//! # helr-inference
//!
//! Logistic-regression inference over encrypted images.
//!
//! - [`ndarray`]: typed arrays plus the raw and IDX file formats
//! - [`packing`]: slot layout and packed-vector assembly
//! - [`engine`]: the typestate inference engine, generic over
//!   [`helr_ckks::HeBackend`]
//! - [`accuracy`]: batched scoring against labels
//! - [`reference`]: the same classifier in the clear

pub mod accuracy;
pub mod config;
pub mod engine;
pub mod error;
pub mod ndarray;
pub mod packing;
pub mod reference;
pub mod sigmoid;

pub use accuracy::{evaluate, score, AccuracyReport, BatchPredictor};
pub use config::{InferenceConfig, LabelRule, ReductionStrategy};
pub use engine::{
    required_depth, ContextConfigured, InferenceEngine, KeysGenerated, SinglePrediction,
    WeightsEncoded,
};
pub use error::{InferenceError, Result};
pub use ndarray::NdArray;
pub use packing::{ceil_pow2, SlotLayout};
pub use reference::{evaluate_clear, predict_clear, ClearClassifier};
pub use sigmoid::{sigmoid_poly, SIGMOID_COEFFS};
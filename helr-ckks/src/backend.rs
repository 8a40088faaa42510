//! The homomorphic-encryption capability interface.
//!
//! The inference engine is generic over `HeBackend`, so the cleartext
//! `PlainBackend` and the lattice-based `CkksBackend` are interchangeable
//! without touching engine code.
//!
//! A backend value *is* the crypto context. It is created once by
//! `configure`, is never mutated afterwards, and every operation borrows it.

use std::fmt;

use crate::error::Result;
use crate::params::HeParams;

/// Key material produced by `HeBackend::keygen`.
pub struct KeyPair<B: HeBackend + ?Sized> {
    pub public: B::PublicKey,
    pub secret: B::SecretKey,
    /// Relinearisation and rotation keys.
    pub eval: B::EvalKeys,
}

/// Result of a decryption: recovered slot values plus a validity indicator.
///
/// Callers must check `valid` before trusting `values`.
#[derive(Clone, Debug, PartialEq)]
pub struct Decrypted {
    pub values: Vec<f64>,
    pub valid: bool,
}

/// Capability interface consumed by the inference engine.
///
/// Every operation that multiplies consumes one level of the configured
/// multiplicative-depth budget; backends return `HeError::DepthExceeded`
/// instead of evaluating past it.
pub trait HeBackend {
    type Plaintext: Clone + fmt::Debug;
    type Ciphertext: Clone + fmt::Debug;
    type PublicKey;
    type SecretKey;
    type EvalKeys;

    /// Create the context. `slot_count` must be a power of two and is fixed
    /// for the lifetime of the returned value.
    fn configure(params: &HeParams, slot_count: usize) -> Result<Self>
    where
        Self: Sized;

    /// Number of usable slots per plaintext.
    fn slot_count(&self) -> usize;

    /// Configured multiplicative-depth budget.
    fn mult_depth(&self) -> usize;

    /// Human-readable summary of the context, for logging.
    fn describe(&self) -> String;

    /// Generate a key pair plus relinearisation keys and rotation keys for
    /// each offset in `rotations`.
    fn keygen(&self, rotations: &[i32]) -> Result<KeyPair<Self>>;

    /// Encode up to `slot_count` values; missing slots are zero.
    fn encode(&self, values: &[f64]) -> Result<Self::Plaintext>;

    fn encrypt(&self, pt: &Self::Plaintext, pk: &Self::PublicKey) -> Result<Self::Ciphertext>;

    /// Decrypt and decode all `slot_count` slots.
    fn decrypt(&self, ct: &Self::Ciphertext, sk: &Self::SecretKey) -> Result<Decrypted>;

    fn add(&self, a: &Self::Ciphertext, b: &Self::Ciphertext) -> Result<Self::Ciphertext>;

    fn add_plain(&self, a: &Self::Ciphertext, pt: &Self::Plaintext) -> Result<Self::Ciphertext>;

    /// Slot-wise ciphertext product. Consumes one level.
    fn mul(
        &self,
        a: &Self::Ciphertext,
        b: &Self::Ciphertext,
        keys: &Self::EvalKeys,
    ) -> Result<Self::Ciphertext>;

    /// Multiply every slot by a real constant. Consumes one level.
    fn mul_scalar(&self, a: &Self::Ciphertext, scalar: f64) -> Result<Self::Ciphertext>;

    /// Cyclic left rotation: slot `i` of the result holds slot `i + offset`.
    fn rotate(
        &self,
        a: &Self::Ciphertext,
        offset: i32,
        keys: &Self::EvalKeys,
    ) -> Result<Self::Ciphertext>;

    /// Bounded run summation: for every block of `run` consecutive slots,
    /// the block's first slot receives the sum of the block. `run` must be a
    /// power of two dividing the slot count; other slots hold partial sums.
    fn sum_run(
        &self,
        a: &Self::Ciphertext,
        run: usize,
        keys: &Self::EvalKeys,
    ) -> Result<Self::Ciphertext>;

    /// Evaluate `coeffs[0] + coeffs[1] x + ... + coeffs[d] x^d` slot-wise.
    /// Consumes `poly_depth(coeffs)` levels.
    fn eval_poly(
        &self,
        a: &Self::Ciphertext,
        coeffs: &[f64],
        keys: &Self::EvalKeys,
    ) -> Result<Self::Ciphertext>;

    /// Levels already consumed by `ct`.
    fn level(&self, ct: &Self::Ciphertext) -> usize;

    /// Whether `sum_run` is available. Engines fall back to whole-vector
    /// rotate-and-add when it is not.
    fn supports_run_sum(&self) -> bool {
        true
    }
}

/// Smallest `k` with `2^k >= n` (0 for `n <= 1`).
pub fn ceil_log2(n: usize) -> usize {
    if n <= 1 {
        0
    } else {
        (usize::BITS - (n - 1).leading_zeros()) as usize
    }
}

/// Levels the polynomial evaluator consumes for `coeffs`.
///
/// Term `c_k x^k` is built as `(c_k x) * x^(k-1)`, where `x^(k-1)` comes from
/// a binary power tree of depth `ceil_log2(k-1)`. The constant term is free.
pub fn poly_depth(coeffs: &[f64]) -> usize {
    coeffs
        .iter()
        .enumerate()
        .skip(1)
        .filter(|(_, c)| **c != 0.0)
        .map(|(k, _)| if k == 1 { 1 } else { ceil_log2(k - 1).max(1) + 1 })
        .max()
        .unwrap_or(0)
}

/// Rotation offsets `1, 2, 4, ..., run/2` needed to sum runs of `run` slots.
pub fn power_of_two_rotations(run: usize) -> Vec<i32> {
    let mut rotations = Vec::new();
    let mut step = 1usize;
    while step < run {
        rotations.push(step as i32);
        step <<= 1;
    }
    rotations
}

/// Evaluate a polynomial in the clear with Horner's rule.
pub fn eval_poly_clear(x: f64, coeffs: &[f64]) -> f64 {
    coeffs.iter().rev().fold(0.0, |acc, &c| acc * x + c)
}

★ ★ ★ ★

- WHAT THE TASK ASKS: All records shown above are to be reproduced without any alteration.

- WORKED SOLUTION:
//! # helr-inference
//!
//! Logistic-regression inference over encrypted images.
//!
//! - [`ndarray`]: typed arrays plus the raw and IDX file formats
//! - [`packing`]: slot layout and packed-vector assembly
//! - [`engine`]: the typestate inference engine, generic over
//!   [`helr_ckks::HeBackend`]
//! - [`accuracy`]: batched scoring against labels
//! - [`reference`]: the same classifier in the clear

pub mod accuracy;
pub mod config;
pub mod engine;
pub mod error;
pub mod ndarray;
pub mod packing;
pub mod reference;
pub mod sigmoid;

pub use accuracy::{evaluate, score, AccuracyReport, BatchPredictor};
pub use config::{InferenceConfig, LabelRule, ReductionStrategy};
pub use engine::{
    required_depth, ContextConfigured, InferenceEngine, KeysGenerated, SinglePrediction,
    WeightsEncoded,
};
pub use error::{InferenceError, Result};
pub use ndarray::NdArray;
pub use packing::{ceil_pow2, SlotLayout};
pub use reference::{evaluate_clear, predict_clear, ClearClassifier};
pub use sigmoid::{sigmoid_poly, SIGMOID_COEFFS};
filename helr-ckks/src/backend.rs
repository 8a40088faaa42510
//! The homomorphic-encryption capability interface.
//!
//! The inference engine is generic over `HeBackend`, so the cleartext
//! `PlainBackend` and the lattice-based `CkksBackend` are interchangeable
//! without touching engine code.
//!
//! A backend value *is* the crypto context. It is created once by
//! `configure`, is never mutated afterwards, and every operation borrows it.

use std::fmt;

use crate::error::Result;
use crate::params::HeParams;

/// Key material produced by `HeBackend::keygen`.
pub struct KeyPair<B: HeBackend + ?Sized> {
    pub public: B::PublicKey,
    pub secret: B::SecretKey,
    /// Relinearisation and rotation keys.
    pub eval: B::EvalKeys,
}

/// Result of a decryption: recovered slot values plus a validity indicator.
///
/// Callers must check `valid` before trusting `values`.
#[derive(Clone, Debug, PartialEq)]
pub struct Decrypted {
    pub values: Vec<f64>,
    pub valid: bool,
}

/// Capability interface consumed by the inference engine.
///
/// Every operation that multiplies consumes one level of the configured
/// multiplicative-depth budget; backends return `HeError::DepthExceeded`
/// instead of evaluating past it.
pub trait HeBackend {
    type Plaintext: Clone + fmt::Debug;
    type Ciphertext: Clone + fmt::Debug;
    type PublicKey;
    type SecretKey;
    type EvalKeys;

    /// Create the context. `slot_count` must be a power of two and is fixed
    /// for the lifetime of the returned value.
    fn configure(params: &HeParams, slot_count: usize) -> Result<Self>
    where
        Self: Sized;

    /// Number of usable slots per plaintext.
    fn slot_count(&self) -> usize;

    /// Configured multiplicative-depth budget.
    fn mult_depth(&self) -> usize;

    /// Human-readable summary of the context, for logging.
    fn describe(&self) -> String;

    /// Generate a key pair plus relinearisation keys and rotation keys for
    /// each offset in `rotations`.
    fn keygen(&self, rotations: &[i32]) -> Result<KeyPair<Self>>;

    /// Encode up to `slot_count` values; missing slots are zero.
    fn encode(&self, values: &[f64]) -> Result<Self::Plaintext>;

    fn encrypt(&self, pt: &Self::Plaintext, pk: &Self::PublicKey) -> Result<Self::Ciphertext>;

    /// Decrypt and decode all `slot_count` slots.
    fn decrypt(&self, ct: &Self::Ciphertext, sk: &Self::SecretKey) -> Result<Decrypted>;

    fn add(&self, a: &Self::Ciphertext, b: &Self::Ciphertext) -> Result<Self::Ciphertext>;

    fn add_plain(&self, a: &Self::Ciphertext, pt: &Self::Plaintext) -> Result<Self::Ciphertext>;

    /// Slot-wise ciphertext product. Consumes one level.
    fn mul(
        &self,
        a: &Self::Ciphertext,
        b: &Self::Ciphertext,
        keys: &Self::EvalKeys,
    ) -> Result<Self::Ciphertext>;

    /// Multiply every slot by a real constant. Consumes one level.
    fn mul_scalar(&self, a: &Self::Ciphertext, scalar: f64) -> Result<Self::Ciphertext>;

    /// Cyclic left rotation: slot `i` of the result holds slot `i + offset`.
    fn rotate(
        &self,
        a: &Self::Ciphertext,
        offset: i32,
        keys: &Self::EvalKeys,
    ) -> Result<Self::Ciphertext>;

    /// Bounded run summation: for every block of `run` consecutive slots,
    /// the block's first slot receives the sum of the block. `run` must be a
    /// power of two dividing the slot count; other slots hold partial sums.
    fn sum_run(
        &self,
        a: &Self::Ciphertext,
        run: usize,
        keys: &Self::EvalKeys,
    ) -> Result<Self::Ciphertext>;

    /// Evaluate `coeffs[0] + coeffs[1] x + ... + coeffs[d] x^d` slot-wise.
    /// Consumes `poly_depth(coeffs)` levels.
    fn eval_poly(
        &self,
        a: &Self::Ciphertext,
        coeffs: &[f64],
        keys: &Self::EvalKeys,
    ) -> Result<Self::Ciphertext>;

    /// Levels already consumed by `ct`.
    fn level(&self, ct: &Self::Ciphertext) -> usize;

    /// Whether `sum_run` is available. Engines fall back to whole-vector
    /// rotate-and-add when it is not.
    fn supports_run_sum(&self) -> bool {
        true
    }
}

/// Smallest `k` with `2^k >= n` (0 for `n <= 1`).
pub fn ceil_log2(n: usize) -> usize {
    if n <= 1 {
        0
    } else {
        (usize::BITS - (n - 1).leading_zeros()) as usize
    }
}

/// Levels the polynomial evaluator consumes for `coeffs`.
///
/// Term `c_k x^k` is built as `(c_k x) * x^(k-1)`, where `x^(k-1)` comes from
/// a binary power tree of depth `ceil_log2(k-1)`. The constant term is free.
pub fn poly_depth(coeffs: &[f64]) -> usize {
    coeffs
        .iter()
        .enumerate()
        .skip(1)
        .filter(|(_, c)| **c != 0.0)
        .map(|(k, _)| if k == 1 { 1 } else { ceil_log2(k - 1).max(1) + 1 })
        .max()
        .unwrap_or(0)
}

/// Rotation offsets `1, 2, 4, ..., run/2` needed to sum runs of `run` slots.
pub fn power_of_two_rotations(run: usize) -> Vec<i32> {
    let mut rotations = Vec::new();
    let mut step = 1usize;
    while step < run {
        rotations.push(step as i32);
        step <<= 1;
    }
    rotations
}

/// Evaluate a polynomial in the clear with Horner's rule.
pub fn eval_poly_clear(x: f64, coeffs: &[f64]) -> f64 {
    coeffs.iter().rev().fold(0.0, |acc, &c| acc * x + c)
}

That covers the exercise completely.